# No bench? No problem



## pendledad (Sep 5, 2012)

I just stumbled across these pictures and I though I'd share. During my Japanese saw horse project all I had to work on was a shop bench and an old workmate. I needed to do some planing, and I couldn't get a setup that was sturdy enough.

So I remember reading the Toshio odate book about how they would just slam a board into a wall or huge stump to provide a planing beam.

I did the same thing here. Clamped a 2×4 in the workmate and pushed it up against the wall. Then I used the plastic dogs to hold a plane stop… it actually worked pretty good.

Not a bad solution until I have a real bench with a vice.


----------



## a1Jim (Aug 9, 2008)

pretty creative


----------



## MikeyLikesIt (Nov 22, 2012)

that is awesome and your timing is uncanny as I too am without a bench at the present!! Thanks for posting!


----------



## jusfine (May 22, 2010)

those workmates never die, I still have one I purchased about 35 years ago…


----------



## pendledad (Sep 5, 2012)

The best part is this workmate was my grandfather's. My dad passed it down to me… lol … instead of heirloom planes & chisels, we roll workmate style in my family.


----------



## bernwood (Aug 19, 2010)

Yea - somewhere in the "workbench smack down" LJ thread, some guy didn't have a workshop or bench so he used his porch as his shop and the rail as his bench. Thought it was very creative.


----------



## Wdwerker (Apr 14, 2012)

I clamped a planing stop to a clients deck railing and used my block plane to shave down a small board.


----------



## bandit571 (Jan 20, 2011)

is this the railing you remember?









I have since moved to another locale. The back porch on the old place was even covered with it's own roof!
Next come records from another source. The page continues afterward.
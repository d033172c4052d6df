//! Navigation core for the dealer portal: the URL query string is the
//! single source of truth for "what is currently selected" and the
//! sidebar is a derived, re-renderable projection of it.
//!
//! The pieces, leaves first: a query codec ([`query`]), the per-session
//! URL authority ([`url_state`]), declarative facet descriptors
//! ([`facet`]), the pure section builder ([`builder`]), the mutable
//! sidebar view state ([`sidebar`]), the render-time selection evaluation
//! ([`selection`]) and the per-page controller that ties them together
//! with a debounced rebuild loop ([`controller`]).

pub mod builder;
pub mod config;
pub mod controller;
pub mod error;
pub mod facet;
pub mod observe;
pub mod query;
pub mod selection;
pub mod sidebar;
pub mod url_state;

pub use builder::BuildInput;
pub use builder::build_sections;
pub use config::NavConfig;
pub use controller::ControllerHandle;
pub use controller::PageController;
pub use controller::PageSpec;
pub use error::NavError;
pub use facet::Facet;
pub use facet::FacetOption;
pub use observe::SubscriptionId;
pub use query::Snapshot;
pub use selection::SelectionContext;
pub use selection::is_item_selected;
pub use sidebar::SidebarItem;
pub use sidebar::SidebarSection;
pub use sidebar::SidebarState;
pub use url_state::NavigateMode;
pub use url_state::UrlState;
A nice. solid 2×4 rail. Just about anything could be clamped up on it.


----------



## bernwood (Aug 19, 2010)

If you posted those pics in "work bench smack down", they would be the ones. I'm impressed by what folks can do when they have nothing, as a matter of fact, that make do bench impressed me more then the real fancy benches I can't tell you anything about.


----------